The easy version of this is to lie on the floor with your legs bent, roll your pelvis forward, press your spine into the floor from just below shoulder blades to tailbone, tighten your stomach muscles, then slowly lower your legs to a straight position while keeping your spine pressed into the floor and your stomach muscles tight. Hold it. Hold it. Hold it until you think you can't another second. Sounds so easy doesn't it. Then repeat several times. And do it several times a day for days on end until it's second nature and you can do it standing against the wall and you can do it walking. Then that's the way you always walk. Keep your neck long, shoulders back and down, back straight, pelvis rolled forward, stomach flat, lead with the hips...
If you do yoga it probably is easy. If you ski it probably is. If you model it probably is. It's why at fifteen modeling was so easy for me and was into my fifties. But a couple of bad sports injuries and one backyard fall in my mid-fifties plus taking care of my mother put me out of my profession permanently and now my back is killing me.
I have Lumbar Stenosis.
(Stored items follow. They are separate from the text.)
//! Containers and the operations they emit.
//!
//! A [`Container`] pairs a node of the per-request tree with the operations
//! context that owns it. Every emitting call checks cancellation first and
//! then pushes exactly one operation onto the context's queue, so calls made
//! from render logic stream out in program order.

use std::fmt;
use std::sync::{Arc, Mutex, MutexGuard};

use futures::{Stream, StreamExt};
use pagewire_protocol::{ColumnGap, Operation, VerticalAlignment};
use rand::Rng;
use tracing::debug;

use crate::error::RequestError;
use crate::request::OperationsContext;
use crate::widget::{WidgetHandle, mapper};

pub const ROOT_KEY: &str = "root";
pub const SIDEBAR_KEY: &str = "sidebar";

/// Tolerance for float rounding in column width sums.
const WIDTH_EPSILON: f32 = 1e-6;

#[derive(Debug, Clone, PartialEq)]
pub enum ContainerKind {
    Root,
    Sidebar,
    Inner {
        height: i32,
        border: bool,
    },
    Expandable {
        label: Option<String>,
        icon: Option<String>,
        expanded: bool,
    },
    Tab {
        name: String,
    },
    Column {
        index: usize,
        width: f32,
    },
    Placeholder,
}

/// Optional decorations for text elements. Fields a given element does not
/// support are ignored.
#[derive(Debug, Clone, Default)]
pub struct TextOptions {
    pub anchor: Option<String>,
    pub help: Option<String>,
    pub divider: bool,
    pub unsafe_allow_html: bool,
}

impl TextOptions {
    pub fn help(help: impl Into<String>) -> Self {
        Self {
            help: Some(help.into()),
            ..Self::default()
        }
    }
}

// ============================================================================
// Tree
// ============================================================================

/// A node of the container tree. Children are recorded by key.
pub struct ContainerNode {
    key: String,
    kind: ContainerKind,
    parent: Option<Arc<ContainerNode>>,
    children: Mutex<Vec<String>>,
}
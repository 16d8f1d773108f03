//! HTTP server command implementation.

use std::future::Future;
use std::net::{IpAddr, SocketAddr};
use std::sync::Arc;

use anyhow::{Context, Result};
use tokio::signal;
use tracing::{info, warn};

use pagewire::app::AppCache;
use pagewire::config::Config;
use pagewire::demo;
use pagewire::dispatcher::Dispatcher;
use pagewire::server::{self, AppState};
use pagewire::session::SessionRegistry;

/// Values given on the command line; each overrides the config file.
#[derive(Debug, Default)]
pub struct ServeOverrides {
    pub host: Option<IpAddr>,
    pub port: Option<u16>,
    pub eviction_timeout_seconds: Option<u64>,
}

pub async fn run(config_path: &str, overrides: ServeOverrides) -> Result<()> {
    let mut config = Config::load(config_path)
        .await
        .with_context(|| format!("Failed to load config '{config_path}'"))?;

    if let Some(host) = overrides.host {
        config.server.host = host.to_string();
    }
    if let Some(port) = overrides.port {
        config.server.port = port;
    }
    if let Some(timeout) = overrides.eviction_timeout_seconds {
        config.sessions.eviction_timeout_seconds = timeout;
    }

    let apps = Arc::new(AppCache::new(demo::app_manager()));
    let registry = SessionRegistry::new();
    let dispatcher = Dispatcher::new(registry, apps.clone());

    let sweep = dispatcher.spawn_eviction_sweep(
        config.sessions.eviction_timeout(),
        config.sessions.sweep_interval(),
    );
    info!(
        eviction_timeout_seconds = config.sessions.eviction_timeout_seconds,
        sweep_interval_seconds = config.sessions.sweep_interval_seconds,
        "Session eviction enabled"
    );

    let state = AppState {
        dispatcher,
        apps,
        keep_alive_interval_seconds: config.server.keep_alive_interval_seconds,
        max_connections: config.server.max_connections,
    };
    let app = server::build_app(state.clone(), config.server.request_timeout_seconds);

    let ip: IpAddr = config
        .server
        .host
        .parse()
        .with_context(|| format!("Invalid listen host '{}'", config.server.host))?;
    let addr = SocketAddr::new(ip, config.server.port);
    let listener = tokio::net::TcpListener::bind(addr)
        .await
        .with_context(|| format!("Failed to bind {addr}"))?;

    info!(addr = %addr, version = pagewire::build_info::VERSION, "Starting server");
    axum::serve(listener, app)
        .with_graceful_shutdown(close_sessions_after(shutdown_signal(), state.clone()))
        .await?;

    // Sessions opened while connections drained are closed here, along with
    // the cached apps. Registry shutdown also stops the sweep.
    state.shutdown().await;
    if let Err(e) = sweep.await {
        warn!(error = %e, "Eviction sweep ended abnormally");
    }

    info!("Server stopped");
    Ok(())
}

/// Wait for `signal`, then close every session.
///
/// Graceful shutdown waits for open connections, and operation streams stay
/// open as long as their render does; closing sessions first ends them with
/// `End { cancelled: true }`.
async fn close_sessions_after(signal: impl Future<Output = ()>, state: AppState) {
    signal.await;
    state.dispatcher.shutdown().await;
}

async fn shutdown_signal() {
    let ctrl_c = async {
        if let Err(e) = signal::ctrl_c().await {
            warn!(error = %e, "Failed to install Ctrl+C handler");
        }
    };

    #[cfg(unix)]
    let terminate = async {
        match signal::unix::signal(signal::unix::SignalKind::terminate()) {
            Ok(mut sig) => {
                sig.recv().await;
            }
            Err(e) => {
                warn!(error = %e, "Failed to install SIGTERM handler");
            }
        }
    };

    #[cfg(not(unix))]
    let terminate = std::future::pending::<()>();

    tokio::select! {
        _ = ctrl_c => info!("Received Ctrl+C, shutting down..."),
        _ = terminate => info!("Received SIGTERM, shutting down..."),
    }
}
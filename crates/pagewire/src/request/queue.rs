//! Unbounded FIFO of operations with an awaiting pop.
//!
//! Producers are render logic and any background tasks it spawned; the
//! single consumer is the drain task of the owning operations context.

use std::collections::VecDeque;
use std::sync::Mutex;

use pagewire_protocol::Operation;
use tokio::sync::Notify;

#[derive(Default)]
pub struct OperationQueue {
    pending: Mutex<VecDeque<Operation>>,
    /// Notified on every push.
    available: Notify,
}

impl OperationQueue {
    pub fn new() -> Self {
        Self::default()
    }

    pub fn push(&self, op: Operation) {
        self.lock().push_back(op);
        self.available.notify_one();
    }

    /// Pop the oldest operation, waiting while the queue is empty.
    pub async fn pop(&self) -> Operation {
        loop {
            if let Some(op) = self.lock().pop_front() {
                return op;
            }
            // notify_one stores a permit when nobody is waiting, so a push
            // between the check above and this await is not lost.
            self.available.notified().await;
        }
    }

    pub fn try_pop(&self) -> Option<Operation> {
        self.lock().pop_front()
    }

    /// Drop everything still pending, returning how many were dropped.
    pub fn clear(&self) -> usize {
        let mut pending = self.lock();
        let dropped = pending.len();
        pending.clear();
        dropped
    }

    pub fn len(&self) -> usize {
        self.lock().len()
    }

    pub fn is_empty(&self) -> bool {
        self.lock().is_empty()
    }

    fn lock(&self) -> std::sync::MutexGuard<'_, VecDeque<Operation>> {
        self.pending
            .lock()
            .unwrap_or_else(|poisoned| poisoned.into_inner())
    }
}
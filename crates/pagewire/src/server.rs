use std::sync::Arc;
use std::time::Duration;

use axum::Router;
use axum::extract::DefaultBodyLimit;
use axum::http::StatusCode;
use axum::routing::{get, post};
use tower::limit::ConcurrencyLimitLayer;
use tower_http::timeout::TimeoutLayer;
use tracing::info;

use crate::app::AppCache;
use crate::dispatcher::Dispatcher;
use crate::handlers;

// ============================================================================
// Application State
// ============================================================================

/// Shared application state.
#[derive(Clone)]
pub struct AppState {
    pub dispatcher: Dispatcher,
    /// Cached apps, closed on shutdown after the sessions.
    pub apps: Arc<AppCache>,
    pub keep_alive_interval_seconds: u64,
    pub max_connections: usize,
}

impl AppState {
    /// Close every session, wait for in-flight work, then close the apps.
    pub async fn shutdown(&self) {
        info!("Shutting down dispatcher");
        self.dispatcher.shutdown().await;
        self.apps.clear().await;
    }
}

// ============================================================================
// Server Setup
// ============================================================================

pub fn build_app(state: AppState, request_timeout_seconds: u64) -> Router {
    let max_connections = state.max_connections;

    // Operation streams run as long as the render does; no request timeout.
    let streaming_routes = Router::new()
        .route("/operations", post(handlers::v1::operations))
        .with_state(state.clone());

    let api_routes = Router::new()
        .route("/navigation", post(handlers::v1::navigation))
        .route("/ping", post(handlers::v1::ping))
        .route("/sessions", get(handlers::v1::list_sessions))
        .route(
            "/sessions/{session_id}",
            get(handlers::v1::get_session).delete(handlers::v1::delete_session),
        )
        .with_state(state.clone())
        .layer(TimeoutLayer::with_status_code(
            StatusCode::REQUEST_TIMEOUT,
            Duration::from_secs(request_timeout_seconds),
        ));

    let api_v1 = Router::new()
        .merge(streaming_routes)
        .merge(api_routes)
        .layer(DefaultBodyLimit::max(2 * 1024 * 1024)) // 2 MB
        .layer(ConcurrencyLimitLayer::new(max_connections));

    Router::new()
        .route("/livez", get(handlers::livez))
        .route("/readyz", get(handlers::readyz))
        .route("/version", get(handlers::version))
        .with_state(state)
        .nest("/api/v1", api_v1)
}
//! Integration tests for the HTTP API.

use axum::Router;
use axum::body::Body;
use axum::http::{Request, StatusCode};
use http_body_util::BodyExt;
use pagewire::protocol::Operation;
use pagewire::server;
use tower::ServiceExt;

mod common;

use common::{ScriptedApp, hello_app, test_app, test_app_state};

fn post_json(uri: &str, body: serde_json::Value) -> Request<Body> {
    Request::post(uri)
        .header("content-type", "application/json")
        .body(Body::from(body.to_string()))
        .unwrap()
}

async fn body_json(response: axum::response::Response) -> serde_json::Value {
    let body = response.into_body().collect().await.unwrap().to_bytes();
    serde_json::from_slice(&body).unwrap()
}

/// Parse the `data:` lines of an SSE body into operations.
fn parse_sse_operations(body: &str) -> Vec<Operation> {
    body.lines()
        .filter_map(|line| line.strip_prefix("data:"))
        .map(|data| serde_json::from_str(data.trim()).unwrap())
        .collect()
}

// ============================================================================
// Health Endpoints
// ============================================================================

#[tokio::test]
async fn test_livez() {
    let response = test_app()
        .oneshot(Request::get("/livez").body(Body::empty()).unwrap())
        .await
        .unwrap();

    assert_eq!(response.status(), StatusCode::OK);
    let body = response.into_body().collect().await.unwrap().to_bytes();
    assert_eq!(&body[..], b"ok");
}

#[tokio::test]
async fn test_readyz() {
    let response = test_app()
        .oneshot(Request::get("/readyz").body(Body::empty()).unwrap())
        .await
        .unwrap();

    assert_eq!(response.status(), StatusCode::OK);
    let json = body_json(response).await;
    assert_eq!(json["status"], "ok");
    assert_eq!(json["sessions"], 0);
}

#[tokio::test]
async fn test_version() {
    let response = test_app()
        .oneshot(Request::get("/version").body(Body::empty()).unwrap())
        .await
        .unwrap();

    assert_eq!(response.status(), StatusCode::OK);
    let json = body_json(response).await;
    assert!(json.get("version").is_some());
    assert!(json.get("commit").is_some());
}

// ============================================================================
// Operations
// ============================================================================

#[tokio::test]
async fn test_operations_streams_sse() {
    let response = test_app()
        .oneshot(post_json(
            "/api/v1/operations",
            serde_json::json!({"session_id": "s1", "seq": 1}),
        ))
        .await
        .unwrap();

    assert_eq!(response.status(), StatusCode::OK);
    assert_eq!(
        response.headers().get("content-type").unwrap(),
        "text/event-stream"
    );

    let body = response.into_body().collect().await.unwrap().to_bytes();
    let body = String::from_utf8(body.to_vec()).unwrap();
    assert!(body.contains("event: operation"));

    let ops = parse_sse_operations(&body);
    assert_eq!(ops.len(), 3);
    assert!(matches!(&ops[0], Operation::Title { body, .. } if body == "Hello"));
    assert!(matches!(&ops[1], Operation::Text { body, .. } if body == "World"));
    assert_eq!(ops[2], Operation::end(false, false));
}

#[tokio::test]
async fn test_stale_operations_is_conflict() {
    let app: Router = server::build_app(test_app_state(hello_app()), 300);

    let first = app
        .clone()
        .oneshot(post_json(
            "/api/v1/operations",
            serde_json::json!({"session_id": "s1", "seq": 4}),
        ))
        .await
        .unwrap();
    // Drain the stream so the request completes.
    first.into_body().collect().await.unwrap();

    let response = app
        .oneshot(post_json(
            "/api/v1/operations",
            serde_json::json!({"session_id": "s1", "seq": 3}),
        ))
        .await
        .unwrap();

    assert_eq!(response.status(), StatusCode::CONFLICT);
    assert_eq!(
        response.headers().get("content-type").unwrap(),
        "application/problem+json"
    );
    let json = body_json(response).await;
    assert_eq!(json["status"], 409);
    assert!(json.get("type").is_some());
    assert!(json["detail"].as_str().unwrap().contains("seq 3"));
}

#[tokio::test]
async fn test_dispatcher_shutdown_ends_open_stream() {
    let state = test_app_state(ScriptedApp::new(|ctx| async move {
        ctx.root().text("working")?;
        std::future::pending::<()>().await;
        Ok(())
    }));
    let app = server::build_app(state.clone(), 300);

    let response = app
        .oneshot(post_json(
            "/api/v1/operations",
            serde_json::json!({"session_id": "s1", "seq": 1}),
        ))
        .await
        .unwrap();
    assert_eq!(response.status(), StatusCode::OK);
    let body = tokio::spawn(async move { response.into_body().collect().await });

    state.dispatcher.shutdown().await;

    let body = tokio::time::timeout(std::time::Duration::from_secs(5), body)
        .await
        .expect("stream should end once sessions are closed")
        .unwrap()
        .unwrap()
        .to_bytes();
    let ops = parse_sse_operations(&String::from_utf8(body.to_vec()).unwrap());
    assert_eq!(ops.last(), Some(&Operation::end(false, true)));
}

#[tokio::test]
async fn test_blank_session_id_is_bad_request() {
    let response = test_app()
        .oneshot(post_json(
            "/api/v1/operations",
            serde_json::json!({"session_id": "  ", "seq": 1}),
        ))
        .await
        .unwrap();
    assert_eq!(response.status(), StatusCode::BAD_REQUEST);
}

// ============================================================================
// Navigation
// ============================================================================

#[tokio::test]
async fn test_navigation_without_menu() {
    let response = test_app()
        .oneshot(post_json(
            "/api/v1/navigation",
            serde_json::json!({"session_id": "s1", "seq": 1}),
        ))
        .await
        .unwrap();

    assert_eq!(response.status(), StatusCode::OK);
    let json = body_json(response).await;
    assert_eq!(json["cancelled"], false);
    assert!(json.get("navigation").is_none());
}

#[tokio::test]
async fn test_duplicate_navigation_is_conflict() {
    let app = test_app();
    let request = || {
        post_json(
            "/api/v1/navigation",
            serde_json::json!({"session_id": "s1", "seq": 2}),
        )
    };

    let first = app.clone().oneshot(request()).await.unwrap();
    assert_eq!(first.status(), StatusCode::OK);

    let second = app.oneshot(request()).await.unwrap();
    assert_eq!(second.status(), StatusCode::CONFLICT);
}

// ============================================================================
// Ping & Sessions
// ============================================================================

#[tokio::test]
async fn test_ping_echoes_without_creating_session() {
    let app = test_app();

    let response = app
        .clone()
        .oneshot(post_json(
            "/api/v1/ping",
            serde_json::json!({"session_id": "nobody"}),
        ))
        .await
        .unwrap();
    assert_eq!(response.status(), StatusCode::OK);
    assert_eq!(body_json(response).await["session_id"], "nobody");

    let response = app
        .oneshot(Request::get("/api/v1/sessions").body(Body::empty()).unwrap())
        .await
        .unwrap();
    assert_eq!(body_json(response).await["sessions"], serde_json::json!([]));
}

#[tokio::test]
async fn test_session_lifecycle() {
    let app = test_app();

    let response = app
        .clone()
        .oneshot(post_json(
            "/api/v1/navigation",
            serde_json::json!({"session_id": "s1", "app_name": "demo", "seq": 1}),
        ))
        .await
        .unwrap();
    assert_eq!(response.status(), StatusCode::OK);

    let response = app
        .clone()
        .oneshot(Request::get("/api/v1/sessions/s1").body(Body::empty()).unwrap())
        .await
        .unwrap();
    assert_eq!(response.status(), StatusCode::OK);
    let json = body_json(response).await;
    assert_eq!(json["session_id"], "s1");
    assert_eq!(json["app_name"], "demo");
    assert_eq!(json["current_seq"], 1);

    let response = app
        .clone()
        .oneshot(
            Request::delete("/api/v1/sessions/s1")
                .body(Body::empty())
                .unwrap(),
        )
        .await
        .unwrap();
    assert_eq!(response.status(), StatusCode::NO_CONTENT);

    let response = app
        .oneshot(Request::get("/api/v1/sessions/s1").body(Body::empty()).unwrap())
        .await
        .unwrap();
    assert_eq!(response.status(), StatusCode::NOT_FOUND);
    assert_eq!(body_json(response).await["status"], 404);
}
Now the exercises I have to do at physical therapy are some of the same exercises I used to give to teenagers who wanted to learn to walk like a model. And every muscle in my lower back, inner thighs, and stomach is screaming in pain. It never occurred to me that the poor little girls were in agony trying to roll their pelvises forward enough to get their spines flat against the floor to hold that posture long enough to strengthen their gut muscles enough to hold that posture in an upright position. I have the advantage in that my body has the sense memory of this posture. I know how to roll my pelvis forward, straighten my spine, hold my gut in, and walk like a model. I never realized before how hard it is. God it hurts.